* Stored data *
================
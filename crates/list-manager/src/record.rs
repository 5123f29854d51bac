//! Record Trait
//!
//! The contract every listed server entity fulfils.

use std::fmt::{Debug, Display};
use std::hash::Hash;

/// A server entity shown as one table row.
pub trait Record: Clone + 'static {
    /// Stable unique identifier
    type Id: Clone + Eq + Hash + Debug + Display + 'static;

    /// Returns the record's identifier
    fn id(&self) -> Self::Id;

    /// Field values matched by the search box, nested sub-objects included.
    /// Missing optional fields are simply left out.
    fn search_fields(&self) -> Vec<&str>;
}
================
Write out every entry above exactly as given.

* Solution for this exercise *
filename crates/list-manager/src/record.rs
repository 5123f29854d51bac
//! Record Trait
//!
//! The contract every listed server entity fulfils.

use std::fmt::{Debug, Display};
use std::hash::Hash;

/// A server entity shown as one table row.
pub trait Record: Clone + 'static {
    /// Stable unique identifier
    type Id: Clone + Eq + Hash + Debug + Display + 'static;

    /// Returns the record's identifier
    fn id(&self) -> Self::Id;

    /// Field values matched by the search box, nested sub-objects included.
    /// Missing optional fields are simply left out.
    fn search_fields(&self) -> Vec<&str>;
}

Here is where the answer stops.